(TASK TO COMPLETE):
Look through the listing below and give the number of lines in which "bool" occurs, nothing more.
*** PROVIDED RECORDS
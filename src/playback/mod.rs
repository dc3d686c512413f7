//! Haptic playback of Morse messages.
//!
//! ## Design
//!
//! Playback is split in two steps:
//! - [`schedule`] turns a [`MorseString`] into a flat list of
//!   [`PlaybackAction`]s (pulse or pause). It is pure and needs no clock.
//! - [`PlaybackDriver`] walks that list in real time, handing pulses to a
//!   [`VibrationDevice`] and awaiting `tokio::time::sleep` for pauses.
//!
//! Every pause races a [`CancelToken`], so a playback can be stopped between
//! any two actions. Pulses are fire-and-forget; the pause that follows each
//! one is at least as long as the waveform, so pulses never overlap.
//!
//! [`manager::PlaybackManager`] adds the single "current playback" slot on
//! top of the driver.

pub mod device;
pub mod manager;
mod timing;
mod waveform;

use std::fmt;
use std::sync::Arc;
use std::time::Duration;

use serde::Serialize;
use tokio::sync::watch;
use tokio::time::Instant;
use tracing::{debug, info, trace};

use crate::morse::{encode, MorseString, Token};

pub use device::{DeviceError, VibrationDevice};
pub use timing::{speed_factor, PlaybackTiming, MAX_SPEED, MIN_SPEED};
pub use waveform::Waveform;

/// Errors that stop a playback from starting or finishing.
#[derive(Debug, Clone, PartialEq)]
pub enum PlaybackError {
    /// The input text was empty.
    EmptyInput,
    /// The input contained no character with a Morse token.
    NothingToPlay,
    /// Speed outside `[MIN_SPEED, MAX_SPEED]` or not a number.
    InvalidSpeed(f32),
    /// Another playback holds the slot.
    Busy {
        /// Id of the playback currently running.
        active: String,
    },
    /// The vibration device rejected a waveform.
    Device {
        /// What the device reported.
        error: DeviceError,
        /// Pulses played before the failure.
        pulses_played: usize,
    },
}

impl fmt::Display for PlaybackError {
    fn fmt(&self, f: &mut fmt::Formatter<'_>) -> fmt::Result {
        match self {
            Self::EmptyInput => write!(f, "Please enter some text"),
            Self::NothingToPlay => write!(
                f,
                "Nothing to play: the text has no characters that can be sent in Morse"
            ),
            Self::InvalidSpeed(speed) => write!(
                f,
                "Invalid speed {speed}: expected a value between {MIN_SPEED} and {MAX_SPEED}"
            ),
            Self::Busy { active } => write!(f, "Playback {active} is already running"),
            Self::Device { error, .. } => write!(f, "Vibration device error: {error}"),
        }
    }
}

impl std::error::Error for PlaybackError {
    fn source(&self) -> Option<&(dyn std::error::Error + 'static)> {
        match self {
            Self::Device { error, .. } => Some(error),
            _ => None,
        }
    }
}

/// Why a pause is taken.
#[derive(Debug, Clone, Copy, PartialEq, Eq, Serialize)]
#[serde(rename_all = "snake_case")]
pub enum PauseReason {
    /// Settle time after a dot or dash.
    AfterSymbol,
    /// Letter boundary.
    Letter,
    /// Word boundary.
    Word,
}

/// One step of a playback plan.
#[derive(Debug, Clone, PartialEq, Eq, Serialize)]
#[serde(tag = "action", rename_all = "snake_case")]
pub enum PlaybackAction {
    /// Hand a waveform to the device.
    Pulse {
        /// Token that produced the pulse (`.` or `-`).
        symbol: char,
        /// Waveform to play.
        waveform: Waveform,
    },
    /// Wait.
    Pause {
        /// How long.
        #[serde(serialize_with = "serialize_duration_ms")]
        duration: Duration,
        /// Why.
        reason: PauseReason,
    },
}

fn serialize_duration_ms<S: serde::Serializer>(d: &Duration, s: S) -> Result<S::Ok, S::Error> {
    s.serialize_u64(d.as_millis() as u64)
}

/// Encodes `text` for playback, refusing text that would not vibrate.
///
/// Whitespace-only text is accepted: it plays as word gaps.
pub fn prepare(text: &str) -> Result<MorseString, PlaybackError> {
    if text.is_empty() {
        return Err(PlaybackError::EmptyInput);
    }
    let morse = encode(text);
    if morse.is_empty() {
        return Err(PlaybackError::NothingToPlay);
    }
    Ok(morse)
}

/// Plans the actions needed to play `morse` with `timing`.
///
/// - `.` → dot pulse, then the symbol gap
/// - `-` → dash pulse, then the symbol gap plus the dash spacing
/// - ` ` → letter gap
/// - `/` → word gap
#[must_use]
pub fn schedule(morse: &MorseString, timing: &PlaybackTiming) -> Vec<PlaybackAction> {
    let mut actions = Vec::new();
    for token in morse.tokens() {
        match token {
            Token::Dot => {
                actions.push(PlaybackAction::Pulse {
                    symbol: '.',
                    waveform: Waveform::dot(timing),
                });
                actions.push(PlaybackAction::Pause {
                    duration: timing.symbol_gap,
                    reason: PauseReason::AfterSymbol,
                });
            }
            Token::Dash => {
                actions.push(PlaybackAction::Pulse {
                    symbol: '-',
                    waveform: Waveform::dash(timing),
                });
                actions.push(PlaybackAction::Pause {
                    duration: timing.dash_gap(),
                    reason: PauseReason::AfterSymbol,
                });
            }
            Token::LetterGap => actions.push(PlaybackAction::Pause {
                duration: timing.letter_gap,
                reason: PauseReason::Letter,
            }),
            Token::WordGap => actions.push(PlaybackAction::Pause {
                duration: timing.word_gap,
                reason: PauseReason::Word,
            }),
        }
    }
    actions
}

/// Total wall time a plan takes to play.
#[must_use]
pub fn planned_duration(actions: &[PlaybackAction]) -> Duration {
    actions
        .iter()
        .map(|action| match action {
            PlaybackAction::Pause { duration, .. } => *duration,
            PlaybackAction::Pulse { .. } => Duration::ZERO,
        })
        .sum()
}

/// Requests cancellation of a running playback.
#[derive(Debug, Clone)]
pub struct CancelHandle(Arc<watch::Sender<bool>>);

impl CancelHandle {
    /// Signals cancellation. Idempotent.
    pub fn cancel(&self) {
        self.0.send_replace(true);
    }

    /// True once `cancel` was called.
    #[must_use]
    pub fn is_cancelled(&self) -> bool {
        *self.0.borrow()
    }
}

/// Observed by the driver; resolves once the paired handle cancels.
#[derive(Debug, Clone)]
pub struct CancelToken(watch::Receiver<bool>);

impl CancelToken {
    /// Creates a connected handle/token pair.
    #[must_use]
    pub fn pair() -> (CancelHandle, Self) {
        let (tx, rx) = watch::channel(false);
        (CancelHandle(Arc::new(tx)), Self(rx))
    }

    /// A token that never fires.
    #[must_use]
    pub fn never() -> Self {
        Self::pair().1
    }

    /// True once the paired handle cancelled.
    #[must_use]
    pub fn is_cancelled(&self) -> bool {
        *self.0.borrow()
    }

    /// Waits until cancelled. Pends forever if the handle is dropped
    /// without cancelling.
    pub async fn cancelled(&mut self) {
        if self.0.wait_for(|cancelled| *cancelled).await.is_err() {
            std::future::pending::<()>().await;
        }
    }
}

/// How a playback ended.
#[derive(Debug, Clone, Copy, PartialEq, Eq, Serialize)]
#[serde(rename_all = "snake_case")]
pub enum PlaybackOutcome {
    /// Every action was performed.
    Completed,
    /// Stopped early by a cancel request.
    Cancelled,
}

/// Summary of a finished playback.
#[derive(Debug, Clone, PartialEq, Eq, Serialize)]
pub struct PlaybackReport {
    /// Pulses handed to the device.
    pub pulses: usize,
    /// Pauses fully waited out.
    pub pauses: usize,
    /// Wall time spent.
    #[serde(serialize_with = "serialize_duration_ms")]
    pub elapsed: Duration,
    /// How it ended.
    pub outcome: PlaybackOutcome,
}

/// Plays Morse strings on a vibration device.
pub struct PlaybackDriver {
    device: Arc<dyn VibrationDevice>,
    timing: PlaybackTiming,
}

impl PlaybackDriver {
    /// Creates a driver for one device and one set of timings.
    pub fn new(device: Arc<dyn VibrationDevice>, timing: PlaybackTiming) -> Self {
        Self { device, timing }
    }

    /// Plays `morse` in real time.
    ///
    /// Returns once the last pause has elapsed, or early with
    /// [`PlaybackOutcome::Cancelled`] when `cancel` fires; in that case the
    /// device is told to stop. A device error aborts playback and is returned
    /// as [`PlaybackError::Device`] along with the pulses already played.
    pub async fn play(
        &self,
        morse: &MorseString,
        mut cancel: CancelToken,
    ) -> Result<PlaybackReport, PlaybackError> {
        let started = Instant::now();
        let mut report = PlaybackReport {
            pulses: 0,
            pauses: 0,
            elapsed: Duration::ZERO,
            outcome: PlaybackOutcome::Completed,
        };

        info!(device = self.device.name(), morse = %morse, "Starting vibration");

        for action in schedule(morse, &self.timing) {
            if cancel.is_cancelled() {
                return Ok(self.stop(report, started));
            }

            match action {
                PlaybackAction::Pulse { symbol, waveform } => {
                    trace!(%symbol, "Pulse");
                    self.device
                        .vibrate(&waveform)
                        .map_err(|error| PlaybackError::Device {
                            error,
                            pulses_played: report.pulses,
                        })?;
                    report.pulses += 1;
                }
                PlaybackAction::Pause { duration, reason } => {
                    match reason {
                        PauseReason::Letter => debug!("Pausing between letters"),
                        PauseReason::Word => debug!("Pausing between words"),
                        PauseReason::AfterSymbol => {}
                    }
                    tokio::select! {
                        () = tokio::time::sleep(duration) => report.pauses += 1,
                        () = cancel.cancelled() => return Ok(self.stop(report, started)),
                    }
                }
            }
        }

        report.elapsed = started.elapsed();
        info!(
            pulses = report.pulses,
            elapsed_ms = report.elapsed.as_millis() as u64,
            "Vibration complete"
        );
        Ok(report)
    }

    fn stop(&self, mut report: PlaybackReport, started: Instant) -> PlaybackReport {
        self.device.cancel();
        report.elapsed = started.elapsed();
        report.outcome = PlaybackOutcome::Cancelled;
        info!(pulses = report.pulses, "Vibration cancelled");
        report
    }
}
******
(EXERCISE RESULT):
4